### Working data
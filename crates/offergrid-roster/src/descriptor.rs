//! Requests to materialise one task for one role.

use std::collections::BTreeMap;

use offergrid_core::channel::{Inbound, merge_inbound};
use offergrid_core::{Constraints, TaskClass};
use serde::{Deserialize, Serialize};

use crate::role::RoleId;

/// A pending request to deploy one task instance. Produced from the role
/// tree, consumed (never mutated) by the matcher.
#[derive(Debug, Clone, PartialEq, Serialize, Deserialize)]
pub struct Descriptor {
    pub role: RoleId,
    pub role_path: String,
    pub env_id: String,
    pub class_name: String,
    pub role_constraints: Constraints,
    pub critical: bool,
    pub vars: BTreeMap<String, String>,
    /// Inbound channels declared on the role itself.
    #[serde(default)]
    pub role_bind: Vec<Inbound>,
    /// The role carries a hook trigger.
    #[serde(default)]
    pub has_trigger: bool,
}

impl Descriptor {
    /// Role constraints layered over the class constraints.
    pub fn resolved_constraints(&self, class: Option<&TaskClass>) -> Constraints {
        match class {
            Some(c) => self.role_constraints.merge_parent(&c.constraints),
            None => self.role_constraints.clone(),
        }
    }

    /// Role inbound channels layered over the class ones.
    pub fn inbound(&self, class: &TaskClass) -> Vec<Inbound> {
        merge_inbound(&self.role_bind, &class.bind)
    }

    pub fn detector(&self) -> &str {
        self.vars.get("detector").map(String::as_str).unwrap_or("")
    }
}

#[cfg(test)]
mod tests {
    use super::*;
    use offergrid_core::Constraint;

    #[test]
    fn role_constraints_override_class() {
        let mut class = TaskClass::new("local", "readout");
        class.constraints = Constraints(vec![
            Constraint::equals("machine_id", "flp01"),
            Constraint::equals("kind", "flp"),
        ]);
        let d = Descriptor {
            role: RoleId(1),
            role_path: "root.readout".into(),
            env_id: "env".into(),
            class_name: "readout".into(),
            role_constraints: Constraints(vec![Constraint::equals("machine_id", "flp02")]),
            critical: true,
            vars: BTreeMap::new(),
            role_bind: Vec::new(),
            has_trigger: false,
        };
        let resolved = d.resolved_constraints(Some(&class));
        assert_eq!(resolved.machine_id(), Some("flp02"));
        assert_eq!(resolved.get("kind"), Some("flp"));
        assert_eq!(d.resolved_constraints(None).len(), 1);
        assert_eq!(d.detector(), "");
    }
}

### Problem to solve
From the preceding records, count the lines where "String" occurs and reply with the number only.

### Response
5